While hydrogen is already used in various industrial processes, such as refining petroleum and producing ammonia for fertilizers, the switch to clean hydrogen is crucial to make these processes more environmentally friendly.
Hydrogen fuel cell vehicles (FCVs) are an emerging technology that could replace traditional internal combustion engines, offering a zero-emission alternative for cars, buses, trucks, and even trains.
What are the disadvantages of green hydrogen?
Green hydrogen does hold immense potential as a cornerstone of a sustainable energy future, however, the industry is still in its early stages and faces several significant challenges.
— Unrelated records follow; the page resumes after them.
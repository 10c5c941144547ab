use core::convert::TryFrom;

use crate::ot::normalize::ShapeNormalizeContext;
use crate::unicode_norm;

/// Dagesh presentation forms for U+05D0..=U+05EA.
/// Some letters have none encoded.
const S_DAGESH_FORMS: &[u32] = &[
    0xFB30, // ALEF
    0xFB31, // BET
    0xFB32, // GIMEL
    0xFB33, // DALET
    0xFB34, // HE
    0xFB35, // VAV
    0xFB36, // ZAYIN
    0x0000, // HET
    0xFB38, // TET
    0xFB39, // YOD
    0xFB3A, // FINAL KAF
    0xFB3B, // KAF
    0xFB3C, // LAMED
    0x0000, // FINAL MEM
    0xFB3E, // MEM
    0x0000, // FINAL NUN
    0xFB40, // NUN
    0xFB41, // SAMEKH
    0x0000, // AYIN
    0xFB43, // FINAL PE
    0xFB44, // PE
    0x0000, // FINAL TSADI
    0xFB46, // TSADI
    0xFB47, // QOF
    0xFB48, // RESH
    0xFB49, // SHIN
    0xFB4A, // TAV
];

/// Presentation forms excluded from canonical composition but still wanted
/// by fonts without GPOS mark positioning.
fn compose_presentation_form(a: u32, b: u32) -> Option<u32> {
    let ab = match (b, a) {
        // HIRIQ
        (0x05B4, 0x05D9) => 0xFB1D,
        // PATAH
        (0x05B7, 0x05D9) => 0xFB1F,
        (0x05B7, 0x05D0) => 0xFB2E,
        // QAMATS
        (0x05B8, 0x05D0) => 0xFB2F,
        // HOLAM
        (0x05B9, 0x05D5) => 0xFB4B,
        // DAGESH
        (0x05BC, 0x05D0..=0x05EA) => S_DAGESH_FORMS[(a - 0x05D0) as usize],
        (0x05BC, 0xFB2A) => 0xFB2C,
        (0x05BC, 0xFB2B) => 0xFB2D,
        // RAFE
        (0x05BF, 0x05D1) => 0xFB4C,
        (0x05BF, 0x05DB) => 0xFB4D,
        (0x05BF, 0x05E4) => 0xFB4E,
        // SHIN DOT
        (0x05C1, 0x05E9) => 0xFB2A,
        (0x05C1, 0xFB49) => 0xFB2C,
        // SIN DOT
        (0x05C2, 0x05E9) => 0xFB2B,
        (0x05C2, 0xFB49) => 0xFB2D,
        _ => 0,
    };

    (ab != 0).then_some(ab)
}

pub fn compose(ctx: &ShapeNormalizeContext, a: char, b: char) -> Option<char> {
    if let Some(ab) = unicode_norm::compose(a, b) {
        return Some(ab);
    }

    if ctx.plan.has_gpos_mark {
        return None;
    }

    // https://bugzilla.mozilla.org/show_bug.cgi?id=728866
    compose_presentation_form(a as u32, b as u32).and_then(|ab| char::try_from(ab).ok())
}

#[cfg(test)]
mod tests {
    use super::*;

    #[test]
    fn dagesh_forms() {
        // BET + DAGESH
        assert_eq!(compose_presentation_form(0x05D1, 0x05BC), Some(0xFB31));
        // HET has no dagesh form.
        assert_eq!(compose_presentation_form(0x05D7, 0x05BC), None);
        // SHIN WITH SHIN DOT + DAGESH
        assert_eq!(compose_presentation_form(0xFB2A, 0x05BC), Some(0xFB2C));
    }

    #[test]
    fn shin_and_sin_dots() {
        assert_eq!(compose_presentation_form(0x05E9, 0x05C1), Some(0xFB2A));
        assert_eq!(compose_presentation_form(0x05E9, 0x05C2), Some(0xFB2B));
        assert_eq!(compose_presentation_form(0xFB49, 0x05C2), Some(0xFB2D));
    }

    #[test]
    fn unrelated_pairs() {
        assert_eq!(compose_presentation_form(0x05D0, 0x05C1), None);
        assert_eq!(compose_presentation_form(0x0041, 0x05BC), None);
    }
}
//! Apple Advanced Typography: `morx` substitution, `kerx` kerning and
//! `trak` tracking.

mod extended_kerning;
mod map;
mod metamorphosis;
mod tracking;

pub use map::{Map, MapBuilder};

use ttf_parser::{apple_layout, FromData};

use crate::buffer::Buffer;
use crate::face::Face;
use crate::plan::ShapePlan;

/// Glyph id `morx` ligatures leave behind for consumed components.
pub const DELETED_GLYPH: u32 = 0xFFFF;

const START_STATE: u16 = 0;

/// The class of the current glyph, or end of text past the last one.
fn glyph_class<T: FromData>(machine: &apple_layout::ExtendedStateTable<T>, buffer: &Buffer) -> u16 {
    if buffer.idx < buffer.len() {
        machine
            .class(buffer.cur(0).as_glyph())
            .unwrap_or(u16::from(apple_layout::class::OUT_OF_BOUNDS))
    } else {
        u16::from(apple_layout::class::END_OF_TEXT)
    }
}

pub fn substitute(plan: &ShapePlan, face: &Face, buffer: &mut Buffer) {
    metamorphosis::apply(plan, face, buffer);
}

pub fn position(plan: &ShapePlan, face: &Face, buffer: &mut Buffer) {
    extended_kerning::apply(plan, face, buffer);
}

pub fn track(plan: &ShapePlan, face: &Face, buffer: &mut Buffer) {
    tracking::apply(plan, face, buffer);
}

pub fn zero_width_deleted_glyphs(buffer: &mut Buffer) {
    for (info, pos) in buffer.info.iter().zip(buffer.pos.iter_mut()) {
        if info.glyph_id == DELETED_GLYPH {
            pos.x_advance = 0;
            pos.y_advance = 0;
            pos.x_offset = 0;
            pos.y_offset = 0;
        }
    }
}

pub fn remove_deleted_glyphs(buffer: &mut Buffer) {
    buffer.delete_glyphs_inplace(|info| info.glyph_id == DELETED_GLYPH);
}

#[cfg(test)]
mod tests {
    use super::*;
    use alloc::vec;
    use alloc::vec::Vec;

    #[test]
    fn deleted_glyphs_are_dropped() {
        let mut buffer = Buffer::new();
        buffer.add(1, 0);
        buffer.add(DELETED_GLYPH, 1);
        buffer.add(2, 2);
        for pos in &mut buffer.pos {
            pos.x_advance = 100;
        }

        zero_width_deleted_glyphs(&mut buffer);
        assert_eq!(buffer.pos[1].x_advance, 0);

        remove_deleted_glyphs(&mut buffer);
        let glyphs: Vec<u32> = buffer.info.iter().map(|i| i.glyph_id).collect();
        assert_eq!(glyphs, vec![1, 2]);
        assert_eq!(buffer.pos.len(), 2);
    }
}
use crate::font_builder::{FontBuilder, Lookup};
use crate::shape;

fn latin_font() -> Vec<u8> {
    let mut builder = FontBuilder::new(500);
    let f = builder.glyph('f', 300); // 1
    let i = builder.glyph('i', 250); // 2
    let fi = builder.unmapped_glyph(520); // 3
    builder.glyph('\u{0301}', 0); // 4
    let v = builder.glyph('V', 600); // 5
    let a = builder.glyph('A', 650); // 6

    builder
        .gsub()
        .script(b"DFLT")
        .feature(b"liga", Lookup::Ligature(vec![(vec![f, i], fi)]));
    builder
        .gpos()
        .script(b"DFLT")
        .feature(b"kern", Lookup::Pair(vec![(v, a, -80)]));
    builder.build()
}

#[test]
fn plain_advances() {
    assert_eq!(
        shape(&latin_font(), "VfA", ""),
        "gid5=0+600|gid1=1+300|gid6=2+650"
    );
}

#[test]
fn ligature() {
    assert_eq!(shape(&latin_font(), "fi", ""), "gid3=0+520");
}

#[test]
fn ligature_disabled() {
    assert_eq!(
        shape(&latin_font(), "fi", "--features=-liga"),
        "gid1=0+300|gid2=1+250"
    );
}

#[test]
fn ligature_disabled_in_range() {
    assert_eq!(
        shape(&latin_font(), "fifi", "--features=liga[2:]=0"),
        "gid3=0+520|gid1=2+300|gid2=3+250"
    );
}

#[test]
fn ligature_absorbs_following_mark_cluster() {
    assert_eq!(
        shape(&latin_font(), "fi\u{0301}", ""),
        "gid3=0+520|gid4=0+0"
    );
}

#[test]
fn pair_kerning() {
    assert_eq!(shape(&latin_font(), "VA", ""), "gid5=0+520|gid6=1+650");
}

#[test]
fn pair_kerning_disabled() {
    assert_eq!(
        shape(&latin_font(), "VA", "--features=-kern"),
        "gid5=0+600|gid6=1+650"
    );
}

#[test]
fn unsafe_to_break_covers_whole_cluster() {
    // Kerning marks the second glyph, the mark sharing its cluster follows.
    assert_eq!(
        shape(&latin_font(), "VA\u{0301}", "--show-flags"),
        "gid5=0+520|gid6=1+650#1|gid4=1+0#1"
    );
}

#[test]
fn right_to_left_latin_is_reversed() {
    assert_eq!(
        shape(&latin_font(), "VA", "--direction=rtl --features=-kern"),
        "gid6=1+650|gid5=0+600"
    );
}

#[test]
fn characters_cluster_level_keeps_mark_cluster() {
    assert_eq!(
        shape(&latin_font(), "A\u{0301}", "--cluster-level=2"),
        "gid6=0+650|gid4=1+0"
    );
}

#[test]
fn not_found_glyph() {
    assert_eq!(
        shape(&latin_font(), "fx", "--not-found-glyph=6"),
        "gid1=0+300|gid6=1+650"
    );
    assert_eq!(shape(&latin_font(), "fx", ""), "gid1=0+300|gid0=1+500");
}

fn fraction_font() -> Vec<u8> {
    let mut builder = FontBuilder::new(500);
    let one = builder.glyph('1', 500); // 1
    let two = builder.glyph('2', 500); // 2
    builder.glyph('\u{2044}', 100); // 3
    let one_numr = builder.unmapped_glyph(300); // 4
    let two_numr = builder.unmapped_glyph(300); // 5
    let one_dnom = builder.unmapped_glyph(310); // 6
    let two_dnom = builder.unmapped_glyph(310); // 7

    builder
        .gsub()
        .script(b"DFLT")
        .feature(
            b"numr",
            Lookup::Single(vec![(one, one_numr), (two, two_numr)]),
        )
        .feature(
            b"dnom",
            Lookup::Single(vec![(one, one_dnom), (two, two_dnom)]),
        );
    builder.build()
}

#[test]
fn fraction() {
    assert_eq!(
        shape(&fraction_font(), "1\u{2044}2", ""),
        "gid4=0+300|gid3=1+100|gid7=2+310"
    );
}

#[test]
fn fraction_with_multi_digit_parts() {
    assert_eq!(
        shape(&fraction_font(), "12\u{2044}21", ""),
        "gid4=0+300|gid5=1+300|gid3=2+100|gid7=3+310|gid6=4+310"
    );
}

#[test]
fn fraction_is_unsafe_to_break() {
    assert_eq!(
        shape(&fraction_font(), "1\u{2044}2", "--show-flags"),
        "gid4=0+300|gid3=1+100#1|gid7=2+310#1"
    );
}

#[test]
fn digits_without_slash_are_untouched() {
    assert_eq!(
        shape(&fraction_font(), "12", ""),
        "gid1=0+500|gid2=1+500"
    );
}

fn mark_font() -> Vec<u8> {
    let mut builder = FontBuilder::new(500);
    let a = builder.glyph('a', 500); // 1
    let acute = builder.glyph('\u{0301}', 0); // 2
    builder
        .gpos()
        .script(b"DFLT")
        .feature(
            b"mark",
            Lookup::MarkToBase {
                marks: vec![(acute, (100, 500))],
                bases: vec![(a, (250, 600))],
            },
        );
    builder.build()
}

#[test]
fn mark_to_base() {
    assert_eq!(
        shape(&mark_font(), "a\u{0301}", ""),
        "gid1=0+500|gid2=0@-350,100+0"
    );
}

#[test]
fn mark_to_base_without_advances() {
    assert_eq!(
        shape(&mark_font(), "a\u{0301}", "--ned"),
        "gid1|gid2@150,100"
    );
}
These hurdles must be addressed to unlock the full potential of green hydrogen and facilitate its widespread adoption.
High production costs
One of the most significant barriers to the development of green hydrogen is the high cost of production. Electrolysis, the process used to produce clean hydrogen, is currently more expensive than traditional hydrogen production methods, such as steam methane reforming (SMR), which relies on natural gas.
The cost disparity is largely due to the expensive electrolyzers needed for electrolysis and the relatively high cost of renewable electricity. While costs are expected to decrease as technology advances and economies of scale are realized, the current expense remains a substantial obstacle to scaling up green hydrogen production.
Infrastructure limitations
The infrastructure required to produce, store, transport, and utilize hydrogen is not yet fully developed. Unlike the well-established networks for fossil fuels, hydrogen infrastructure is in its infancy, with limited hydrogen refueling stations, pipelines, and storage facilities.
Building out this infrastructure will require substantial investment, careful planning, and coordination across multiple sectors. The lack of existing infrastructure makes it challenging to integrate green hydrogen into current energy systems and limits its immediate impact.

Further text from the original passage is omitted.